I agree, I've read this exact same story here before, not too long ago.


----------



## Captain Obvious (Mar 14, 2021)

Have you thought about reaching out to Joan’s husband?


----------



## NorthernGuard (Jul 29, 2021)

You've got huge red flags flying all over the place, OP. Your husband's actions and the absolute B.S. he's feeding you about he and Joan are straight outta the cheaters playbook. He's lying through his teeth and gaslighting the hell outta you! Don't believe a word of it! 

You asked him what he and Joan talked about at dinner and he told you "they talked about travel and places you and he might like to visit". Let me translate that into universal cheater speak and how it probably really went down: "they talked about travel and places HE AND SHE might like to visit". Of course he was never going to admit that's how the convo really went down, to you, because that would be shooting his own foot off. 

You asked what Joan's husband thinks of this time they spent together and he said "Joan's husband doesn't care they went out to eat and on this trip together". Let me translate that into universal cheater speak and how it probably really went down: Just like you, Joan's husband doesn't know for certain they're carrying on an affair (is likely also suspicious) so she downplayed their relationship so he'd let his guard down and to throw him off the scent by telling her husband: "Dan's wife doesn't care they went out to eat and on this trip together", exactly as your husband told you, and for the same reason. 

I mean, can't you see you're being silly and there's clearly nothing going on between them if Joan's husband is fine with it, and vice versa. Of course, there's also the very real likelyhood that that conversation never took place between Joan and her husband at all, and your husband made it up to gaslight you into compliance and acceptance.

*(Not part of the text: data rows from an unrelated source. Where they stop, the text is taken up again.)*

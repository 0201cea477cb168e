//! UI components module
//!
//! Reusable widgets for the GenAI window.

pub mod output_panel;
pub mod prompt_bar;
pub mod skeleton;

pub use output_panel::{OutputPanel, LOADING_LABEL};
pub use prompt_bar::{PromptBar, PROMPT_INPUT_LABEL, SUBMIT_BUTTON_LABEL};
pub use skeleton::Skeleton;
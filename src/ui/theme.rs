//! Theme and styling for the GenAI UI
//!
//! This module provides colors, fonts, and visual styling for the application.

use egui::{Color32, FontFamily, FontId, Rounding, Stroke, Vec2, Visuals};

/// Application theme configuration
#[derive(Clone, Debug)]
pub struct Theme {
    /// Accent color (title highlight, focus, links)
    pub accent: Color32,
    /// Error banner color
    pub error: Color32,

    /// Background colors
    pub bg_header: Color32,
    pub bg_primary: Color32,
    pub bg_output: Color32,
    pub bg_input: Color32,
    pub bg_button: Color32,

    /// Loading skeleton bar color
    pub skeleton: Color32,

    /// Text colors
    pub text_primary: Color32,
    pub text_on_input: Color32,
    pub text_muted: Color32,

    /// Border radius for buttons
    pub button_rounding: Rounding,
    /// Border radius for the input and output boxes
    pub card_rounding: Rounding,

    /// Standard spacing
    pub spacing: f32,
    /// Large spacing
    pub spacing_lg: f32,
    /// Small spacing
    pub spacing_sm: f32,
}

impl Default for Theme {
    fn default() -> Self {
        Self::dark()
    }
}

impl Theme {
    /// Create the dark slate theme
    pub fn dark() -> Self {
        Self {
            accent: Color32::from_rgb(34, 211, 238), // Cyan
            error: Color32::from_rgb(239, 68, 68),   // Red

            bg_header: Color32::from_rgb(15, 23, 42),    // Slate 900
            bg_primary: Color32::from_rgb(30, 41, 59),   // Slate 800
            bg_output: Color32::from_rgb(17, 24, 39),    // Gray 900
            bg_input: Color32::from_rgb(203, 213, 225),  // Slate 300
            bg_button: Color32::from_rgb(75, 85, 99),    // Gray 600

            skeleton: Color32::from_rgb(209, 213, 219), // Gray 300

            text_primary: Color32::WHITE,
            text_on_input: Color32::from_rgb(15, 23, 42),
            text_muted: Color32::from_rgb(148, 163, 184),

            button_rounding: Rounding::same(8.0),
            card_rounding: Rounding::same(12.0),

            spacing: 16.0,
            spacing_lg: 24.0,
            spacing_sm: 8.0,
        }
    }

    /// Apply this theme to egui
    pub fn apply(&self, ctx: &egui::Context) {
        let mut visuals = Visuals::dark();

        // Panel backgrounds
        visuals.panel_fill = self.bg_primary;
        visuals.window_fill = self.bg_primary;
        visuals.extreme_bg_color = self.bg_input;

        // Widget colors
        visuals.widgets.inactive.bg_fill = self.bg_button;
        visuals.widgets.inactive.weak_bg_fill = self.bg_button;
        visuals.widgets.inactive.fg_stroke = Stroke::new(1.0, self.text_primary);

        visuals.widgets.hovered.bg_fill = self.bg_button.gamma_multiply(1.2);
        visuals.widgets.hovered.fg_stroke = Stroke::new(1.0, self.text_primary);

        visuals.widgets.active.bg_fill = self.accent.gamma_multiply(0.6);
        visuals.widgets.active.fg_stroke = Stroke::new(1.0, self.text_primary);

        // Text selection
        visuals.selection.bg_fill = self.accent.gamma_multiply(0.3);
        visuals.selection.stroke = Stroke::new(1.0, self.accent);

        visuals.hyperlink_color = self.accent;
        visuals.window_rounding = self.card_rounding;

        ctx.set_visuals(visuals);

        let mut style = (*ctx.style()).clone();
        style.spacing.item_spacing = Vec2::splat(self.spacing_sm);
        style.spacing.window_margin = egui::Margin::same(self.spacing);
        style.spacing.button_padding = Vec2::new(self.spacing, self.spacing_sm);

        style.text_styles.insert(
            egui::TextStyle::Heading,
            FontId::new(32.0, FontFamily::Proportional),
        );
        style.text_styles.insert(
            egui::TextStyle::Body,
            FontId::new(15.0, FontFamily::Proportional),
        );
        style.text_styles.insert(
            egui::TextStyle::Monospace,
            FontId::new(13.0, FontFamily::Monospace),
        );
        style.text_styles.insert(
            egui::TextStyle::Button,
            FontId::new(15.0, FontFamily::Proportional),
        );
        style.text_styles.insert(
            egui::TextStyle::Small,
            FontId::new(12.0, FontFamily::Proportional),
        );

        ctx.set_style(style);
    }
}
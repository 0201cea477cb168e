//! Wire types for the generate endpoint

use crate::{GenAiError, Result};
use serde::{Deserialize, Serialize};

/// Request envelope: `{"contents":[{"parts":[{"text":...}]}]}`
#[derive(Debug, Clone, PartialEq, Serialize)]
pub struct GenerateRequest {
    pub contents: Vec<Content>,
}

impl GenerateRequest {
    /// Wrap a prompt in the provider's envelope, unchanged
    pub fn from_prompt(prompt: impl Into<String>) -> Self {
        Self {
            contents: vec![Content {
                parts: vec![Part {
                    text: Some(prompt.into()),
                }],
            }],
        }
    }
}

#[derive(Debug, Clone, Default, PartialEq, Serialize, Deserialize)]
pub struct Content {
    #[serde(default)]
    pub parts: Vec<Part>,
}

#[derive(Debug, Clone, Default, PartialEq, Serialize, Deserialize)]
pub struct Part {
    #[serde(default, skip_serializing_if = "Option::is_none")]
    pub text: Option<String>,
}

/// Response envelope
///
/// Every field is optional on the wire so that shape problems surface as
/// `MalformedResponse` from [`GenerateResponse::first_text`] rather than as
/// opaque parse failures.
#[derive(Debug, Clone, Default, Deserialize)]
#[serde(rename_all = "camelCase")]
pub struct GenerateResponse {
    #[serde(default)]
    pub candidates: Vec<Candidate>,
    #[serde(default)]
    pub usage_metadata: Option<UsageMetadata>,
}

#[derive(Debug, Clone, Default, Deserialize)]
#[serde(rename_all = "camelCase")]
pub struct Candidate {
    #[serde(default)]
    pub content: Option<Content>,
    #[serde(default)]
    pub finish_reason: Option<String>,
}

#[derive(Debug, Clone, Default, Deserialize)]
#[serde(rename_all = "camelCase")]
pub struct UsageMetadata {
    #[serde(default)]
    pub prompt_token_count: Option<u32>,
    #[serde(default)]
    pub candidates_token_count: Option<u32>,
    #[serde(default)]
    pub total_token_count: Option<u32>,
}

impl GenerateResponse {
    /// Parse a raw response body
    pub fn parse(body: &str) -> Result<Self> {
        Ok(serde_json::from_str(body)?)
    }

    /// Text of the first part of the first candidate
    pub fn first_text(&self) -> Result<&str> {
        let candidate = self
            .candidates
            .first()
            .ok_or_else(|| GenAiError::MalformedResponse("No candidates in response".to_string()))?;

        let content = candidate.content.as_ref().ok_or_else(|| {
            GenAiError::MalformedResponse("Candidate has no content".to_string())
        })?;

        let part = content
            .parts
            .first()
            .ok_or_else(|| GenAiError::MalformedResponse("No parts in candidate".to_string()))?;

        part.text
            .as_deref()
            .ok_or_else(|| GenAiError::MalformedResponse("First part has no text".to_string()))
    }
}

You said your husband told you he told his GM "that he was no longer comfortable traveling with females alone" and even made you feel bad for having done so, but on his very next work trip he went alone with a woman. Let me translate that into universal cheater speak for you and how it probably really went down: Your husband had no such convo with his GM but told you he did to gaslight you and make you feel bad and that you're overreacting, because if he had, his GM and the business he's employed by wouldn't take his request lightly in this day and age of "me too" and wouldn't send him alone with a woman on his very next trip after him having done so.

I'm sorry, but I think your husband isn't just in an emotional affair, but a full blown physical affair as well. They've been texting beyond what their job requires or friendly new coworkers do, she bought him gifts (he's prob reciprocated), they're dating and off together having exclusive and romantic candlelight dinners at fancy restaurants, sightseeing and enjoying vacations in each other company, and staying in the hotels out of town and beyond any true oversight. 

Two grown adults in this type of situation aren't heading up to a hotel room at the end of the day to go play pattycake. They're having sex, and plenty of it. 

Her leaving her job after only being there a short time (and your husband not going to work on her last day) makes me think perhaps her husband finally confirmed for himself there's an affair and dropped a hammer on Joan by enacting boundaries and consequences, of which quiting her job and going no contact with your hubby (her AP) was one. 

She likely reached out with that text two months later because things have died down a bit for her now and she misses him, but your husband didn't reply back because he's worried her hubby may find out about it and blow the lid of things to you, if he does. Or maybe they've just taken it further underground and are in contact through burner phones or hidden messaging apps and think they've pulled the wool over you and her husband's eyes again.

If I were you, without letting my husband know, I'd absolutely be getting ahold of Joan's husband to inform him of their emotional affair (suspected physical) and compare notes. It seems way too coincidental she quit her high paying job in the era of covid so suddenly, and I'm betting her husband knows a lot more than you do, and can confirm your suspicions. 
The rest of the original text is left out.